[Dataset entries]
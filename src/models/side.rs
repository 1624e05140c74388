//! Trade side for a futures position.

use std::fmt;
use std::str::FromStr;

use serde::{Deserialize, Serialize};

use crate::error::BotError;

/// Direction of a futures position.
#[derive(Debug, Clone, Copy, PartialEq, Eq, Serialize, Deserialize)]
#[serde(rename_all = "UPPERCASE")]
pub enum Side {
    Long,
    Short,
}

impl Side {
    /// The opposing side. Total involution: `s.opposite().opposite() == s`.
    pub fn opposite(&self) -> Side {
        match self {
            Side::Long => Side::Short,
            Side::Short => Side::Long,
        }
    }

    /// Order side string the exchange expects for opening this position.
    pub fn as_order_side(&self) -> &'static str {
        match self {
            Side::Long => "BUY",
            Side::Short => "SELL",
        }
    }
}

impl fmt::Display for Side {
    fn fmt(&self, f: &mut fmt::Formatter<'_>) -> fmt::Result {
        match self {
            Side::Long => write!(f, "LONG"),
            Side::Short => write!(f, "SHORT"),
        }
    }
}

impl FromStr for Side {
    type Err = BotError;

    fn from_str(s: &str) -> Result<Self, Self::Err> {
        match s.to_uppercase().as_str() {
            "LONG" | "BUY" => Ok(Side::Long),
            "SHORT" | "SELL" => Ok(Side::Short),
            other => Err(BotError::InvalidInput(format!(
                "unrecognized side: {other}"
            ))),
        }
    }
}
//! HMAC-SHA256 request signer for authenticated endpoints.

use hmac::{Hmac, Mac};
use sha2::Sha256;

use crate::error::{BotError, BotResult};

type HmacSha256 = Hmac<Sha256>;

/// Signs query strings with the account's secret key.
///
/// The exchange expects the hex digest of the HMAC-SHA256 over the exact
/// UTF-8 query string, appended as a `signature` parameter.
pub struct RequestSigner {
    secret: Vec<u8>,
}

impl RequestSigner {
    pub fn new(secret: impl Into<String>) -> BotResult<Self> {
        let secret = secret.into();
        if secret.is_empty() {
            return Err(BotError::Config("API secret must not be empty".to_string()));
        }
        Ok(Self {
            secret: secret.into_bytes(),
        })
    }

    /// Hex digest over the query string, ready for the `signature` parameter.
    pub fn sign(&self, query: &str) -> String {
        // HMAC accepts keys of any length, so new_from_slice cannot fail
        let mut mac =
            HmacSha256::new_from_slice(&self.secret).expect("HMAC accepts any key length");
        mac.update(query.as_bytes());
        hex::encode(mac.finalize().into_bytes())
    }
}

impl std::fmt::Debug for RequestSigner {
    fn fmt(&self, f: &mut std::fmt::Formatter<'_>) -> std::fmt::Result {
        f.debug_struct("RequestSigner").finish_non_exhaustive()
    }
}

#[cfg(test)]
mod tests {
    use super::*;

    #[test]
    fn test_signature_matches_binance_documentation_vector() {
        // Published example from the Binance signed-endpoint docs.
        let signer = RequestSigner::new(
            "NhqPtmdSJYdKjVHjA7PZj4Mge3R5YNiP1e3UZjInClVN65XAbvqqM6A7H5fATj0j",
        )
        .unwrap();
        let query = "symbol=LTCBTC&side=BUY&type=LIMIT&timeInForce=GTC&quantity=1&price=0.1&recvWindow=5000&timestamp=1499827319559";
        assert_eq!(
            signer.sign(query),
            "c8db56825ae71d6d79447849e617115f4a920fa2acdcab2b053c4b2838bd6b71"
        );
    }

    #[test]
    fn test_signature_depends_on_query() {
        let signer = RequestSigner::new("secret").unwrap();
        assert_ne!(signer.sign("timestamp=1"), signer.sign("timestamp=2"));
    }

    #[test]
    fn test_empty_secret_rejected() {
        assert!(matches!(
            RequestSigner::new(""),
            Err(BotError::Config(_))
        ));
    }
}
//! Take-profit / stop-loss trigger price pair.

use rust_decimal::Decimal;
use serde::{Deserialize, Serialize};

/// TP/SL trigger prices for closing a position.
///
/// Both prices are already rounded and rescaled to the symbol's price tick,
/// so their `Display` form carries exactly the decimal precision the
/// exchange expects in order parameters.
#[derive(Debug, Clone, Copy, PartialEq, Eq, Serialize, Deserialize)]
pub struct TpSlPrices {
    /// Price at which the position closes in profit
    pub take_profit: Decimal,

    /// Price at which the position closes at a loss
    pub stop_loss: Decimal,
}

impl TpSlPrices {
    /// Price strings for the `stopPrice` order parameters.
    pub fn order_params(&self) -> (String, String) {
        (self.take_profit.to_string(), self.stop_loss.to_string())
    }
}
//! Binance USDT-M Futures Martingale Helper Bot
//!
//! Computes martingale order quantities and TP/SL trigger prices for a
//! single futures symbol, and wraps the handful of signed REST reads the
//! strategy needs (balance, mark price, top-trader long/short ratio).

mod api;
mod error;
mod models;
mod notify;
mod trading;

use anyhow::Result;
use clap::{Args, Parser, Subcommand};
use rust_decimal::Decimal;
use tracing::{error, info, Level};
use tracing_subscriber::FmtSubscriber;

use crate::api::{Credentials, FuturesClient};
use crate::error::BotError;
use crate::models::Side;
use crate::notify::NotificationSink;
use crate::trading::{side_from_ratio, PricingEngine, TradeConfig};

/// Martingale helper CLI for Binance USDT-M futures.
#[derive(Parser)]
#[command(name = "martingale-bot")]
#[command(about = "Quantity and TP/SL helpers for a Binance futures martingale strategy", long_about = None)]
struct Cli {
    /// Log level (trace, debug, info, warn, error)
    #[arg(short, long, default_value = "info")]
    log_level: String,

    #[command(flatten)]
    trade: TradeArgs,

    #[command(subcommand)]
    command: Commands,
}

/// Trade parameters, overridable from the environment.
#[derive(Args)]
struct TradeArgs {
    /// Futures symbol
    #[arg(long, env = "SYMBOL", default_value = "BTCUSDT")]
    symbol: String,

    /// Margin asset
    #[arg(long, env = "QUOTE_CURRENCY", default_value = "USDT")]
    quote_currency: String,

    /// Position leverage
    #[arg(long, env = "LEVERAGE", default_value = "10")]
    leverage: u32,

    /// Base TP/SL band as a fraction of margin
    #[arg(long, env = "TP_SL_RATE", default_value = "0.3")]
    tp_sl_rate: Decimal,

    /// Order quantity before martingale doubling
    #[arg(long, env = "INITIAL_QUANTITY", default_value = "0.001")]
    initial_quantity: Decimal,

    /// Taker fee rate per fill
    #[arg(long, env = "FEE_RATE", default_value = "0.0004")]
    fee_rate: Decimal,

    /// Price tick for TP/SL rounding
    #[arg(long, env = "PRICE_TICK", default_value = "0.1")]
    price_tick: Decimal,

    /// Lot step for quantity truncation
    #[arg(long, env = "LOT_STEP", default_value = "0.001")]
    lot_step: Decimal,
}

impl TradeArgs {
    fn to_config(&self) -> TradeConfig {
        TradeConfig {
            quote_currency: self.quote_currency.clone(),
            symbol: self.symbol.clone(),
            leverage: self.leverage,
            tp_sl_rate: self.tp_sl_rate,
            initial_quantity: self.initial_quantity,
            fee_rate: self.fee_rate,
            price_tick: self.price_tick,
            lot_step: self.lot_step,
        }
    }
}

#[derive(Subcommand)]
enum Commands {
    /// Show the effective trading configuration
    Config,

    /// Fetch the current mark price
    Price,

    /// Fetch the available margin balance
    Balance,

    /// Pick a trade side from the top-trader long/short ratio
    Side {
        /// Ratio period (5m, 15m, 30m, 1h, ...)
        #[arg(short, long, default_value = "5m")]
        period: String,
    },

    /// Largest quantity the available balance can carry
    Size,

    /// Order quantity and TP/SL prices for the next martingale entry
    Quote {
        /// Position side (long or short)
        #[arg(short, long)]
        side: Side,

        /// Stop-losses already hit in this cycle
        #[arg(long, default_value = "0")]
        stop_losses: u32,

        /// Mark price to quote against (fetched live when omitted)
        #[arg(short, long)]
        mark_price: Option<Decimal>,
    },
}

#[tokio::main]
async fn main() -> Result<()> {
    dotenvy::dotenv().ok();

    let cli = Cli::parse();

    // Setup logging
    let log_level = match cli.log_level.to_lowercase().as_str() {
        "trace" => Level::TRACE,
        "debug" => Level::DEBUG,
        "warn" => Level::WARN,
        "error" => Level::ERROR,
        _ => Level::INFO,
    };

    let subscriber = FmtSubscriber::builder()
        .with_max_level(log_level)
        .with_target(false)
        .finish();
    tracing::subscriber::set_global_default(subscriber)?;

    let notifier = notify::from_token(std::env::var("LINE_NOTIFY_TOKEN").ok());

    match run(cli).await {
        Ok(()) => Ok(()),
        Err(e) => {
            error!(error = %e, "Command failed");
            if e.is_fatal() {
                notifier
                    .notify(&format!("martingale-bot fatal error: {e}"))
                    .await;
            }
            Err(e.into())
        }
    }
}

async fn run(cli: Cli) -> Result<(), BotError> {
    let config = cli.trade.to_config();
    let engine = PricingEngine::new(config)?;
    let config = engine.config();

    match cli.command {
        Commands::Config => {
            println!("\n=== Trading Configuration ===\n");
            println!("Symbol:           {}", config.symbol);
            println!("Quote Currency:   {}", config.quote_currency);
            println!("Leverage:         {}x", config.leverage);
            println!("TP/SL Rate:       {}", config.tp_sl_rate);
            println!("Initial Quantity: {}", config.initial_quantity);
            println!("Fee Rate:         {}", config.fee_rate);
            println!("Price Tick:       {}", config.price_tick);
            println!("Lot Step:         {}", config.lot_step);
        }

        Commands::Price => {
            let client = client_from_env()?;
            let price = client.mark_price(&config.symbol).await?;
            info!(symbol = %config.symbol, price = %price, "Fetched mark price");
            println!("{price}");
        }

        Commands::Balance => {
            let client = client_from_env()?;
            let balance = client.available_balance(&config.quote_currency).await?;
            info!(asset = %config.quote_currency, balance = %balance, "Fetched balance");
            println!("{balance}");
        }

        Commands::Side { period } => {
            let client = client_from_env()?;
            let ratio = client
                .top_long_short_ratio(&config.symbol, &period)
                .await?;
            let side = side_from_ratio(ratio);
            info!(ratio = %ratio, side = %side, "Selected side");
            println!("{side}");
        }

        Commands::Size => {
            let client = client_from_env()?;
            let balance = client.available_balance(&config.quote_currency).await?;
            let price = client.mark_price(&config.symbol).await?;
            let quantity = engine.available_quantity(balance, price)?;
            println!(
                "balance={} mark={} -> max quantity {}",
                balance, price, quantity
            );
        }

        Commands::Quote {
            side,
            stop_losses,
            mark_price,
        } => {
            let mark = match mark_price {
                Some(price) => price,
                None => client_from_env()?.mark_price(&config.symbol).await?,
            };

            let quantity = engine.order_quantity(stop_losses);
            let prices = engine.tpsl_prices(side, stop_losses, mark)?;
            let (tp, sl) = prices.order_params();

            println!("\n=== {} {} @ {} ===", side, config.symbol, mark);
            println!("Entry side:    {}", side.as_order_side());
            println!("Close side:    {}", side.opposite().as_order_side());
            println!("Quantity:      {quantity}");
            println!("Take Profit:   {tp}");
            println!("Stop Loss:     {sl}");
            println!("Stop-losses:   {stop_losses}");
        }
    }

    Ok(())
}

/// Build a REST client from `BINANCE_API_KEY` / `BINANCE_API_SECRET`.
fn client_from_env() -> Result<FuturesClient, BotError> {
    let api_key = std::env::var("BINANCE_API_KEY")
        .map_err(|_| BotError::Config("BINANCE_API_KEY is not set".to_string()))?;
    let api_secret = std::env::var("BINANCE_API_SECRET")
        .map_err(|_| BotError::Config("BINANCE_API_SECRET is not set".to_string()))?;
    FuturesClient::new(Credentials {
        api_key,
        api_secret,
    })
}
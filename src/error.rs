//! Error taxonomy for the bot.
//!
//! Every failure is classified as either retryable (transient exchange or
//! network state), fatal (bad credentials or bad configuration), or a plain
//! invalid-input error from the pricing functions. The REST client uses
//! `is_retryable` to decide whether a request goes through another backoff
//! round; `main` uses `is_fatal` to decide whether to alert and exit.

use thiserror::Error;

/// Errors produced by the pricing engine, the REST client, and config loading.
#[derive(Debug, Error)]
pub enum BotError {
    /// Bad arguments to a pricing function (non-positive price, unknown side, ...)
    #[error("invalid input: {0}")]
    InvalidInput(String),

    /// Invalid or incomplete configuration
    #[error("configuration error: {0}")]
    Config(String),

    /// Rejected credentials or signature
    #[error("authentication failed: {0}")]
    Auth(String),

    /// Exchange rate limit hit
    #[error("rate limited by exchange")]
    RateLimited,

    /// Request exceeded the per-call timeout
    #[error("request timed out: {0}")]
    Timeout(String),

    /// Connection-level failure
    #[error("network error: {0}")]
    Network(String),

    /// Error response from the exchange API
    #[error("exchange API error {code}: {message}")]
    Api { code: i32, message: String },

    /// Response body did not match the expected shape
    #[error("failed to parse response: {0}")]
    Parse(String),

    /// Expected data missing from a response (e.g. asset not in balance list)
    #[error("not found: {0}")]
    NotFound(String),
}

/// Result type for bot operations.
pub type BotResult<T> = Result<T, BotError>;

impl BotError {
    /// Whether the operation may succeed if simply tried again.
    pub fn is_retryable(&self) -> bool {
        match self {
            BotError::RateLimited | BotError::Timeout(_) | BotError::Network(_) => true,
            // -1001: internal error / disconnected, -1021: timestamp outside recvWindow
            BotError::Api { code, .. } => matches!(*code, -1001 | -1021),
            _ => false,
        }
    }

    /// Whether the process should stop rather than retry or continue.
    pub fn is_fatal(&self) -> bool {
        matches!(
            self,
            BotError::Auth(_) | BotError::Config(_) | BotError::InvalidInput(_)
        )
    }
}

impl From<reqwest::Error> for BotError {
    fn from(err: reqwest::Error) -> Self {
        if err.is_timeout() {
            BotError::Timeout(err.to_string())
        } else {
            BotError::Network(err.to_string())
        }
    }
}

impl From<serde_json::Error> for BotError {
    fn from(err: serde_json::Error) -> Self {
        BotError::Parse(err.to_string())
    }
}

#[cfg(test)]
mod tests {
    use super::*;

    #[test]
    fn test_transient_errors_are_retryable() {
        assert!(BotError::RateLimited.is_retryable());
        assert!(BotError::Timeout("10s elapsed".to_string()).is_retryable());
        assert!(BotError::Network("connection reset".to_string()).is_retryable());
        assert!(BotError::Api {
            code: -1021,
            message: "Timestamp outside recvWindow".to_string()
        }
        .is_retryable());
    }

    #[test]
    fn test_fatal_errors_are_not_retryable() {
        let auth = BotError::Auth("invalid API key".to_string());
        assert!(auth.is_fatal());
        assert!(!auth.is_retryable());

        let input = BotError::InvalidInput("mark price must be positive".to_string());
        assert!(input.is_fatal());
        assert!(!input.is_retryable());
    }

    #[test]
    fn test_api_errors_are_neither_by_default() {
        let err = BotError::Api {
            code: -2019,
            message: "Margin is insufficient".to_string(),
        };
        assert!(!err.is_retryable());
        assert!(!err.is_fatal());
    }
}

**WORK ITEM**
Transcribe, exactly and without additions, the lines of the records above, beginning with the line that contains "i32, message: String" and ending with the line that contains "BotError::RateLimited | BotError::Timeout(_)", both included.

**ANSWER TO THIS EXERCISE**
    Api { code: i32, message: String },

    /// Response body did not match the expected shape
    #[error("failed to parse response: {0}")]
    Parse(String),

    /// Expected data missing from a response (e.g. asset not in balance list)
    #[error("not found: {0}")]
    NotFound(String),
}

/// Result type for bot operations.
pub type BotResult<T> = Result<T, BotError>;

impl BotError {
    /// Whether the operation may succeed if simply tried again.
    pub fn is_retryable(&self) -> bool {
        match self {
            BotError::RateLimited | BotError::Timeout(_) | BotError::Network(_) => true,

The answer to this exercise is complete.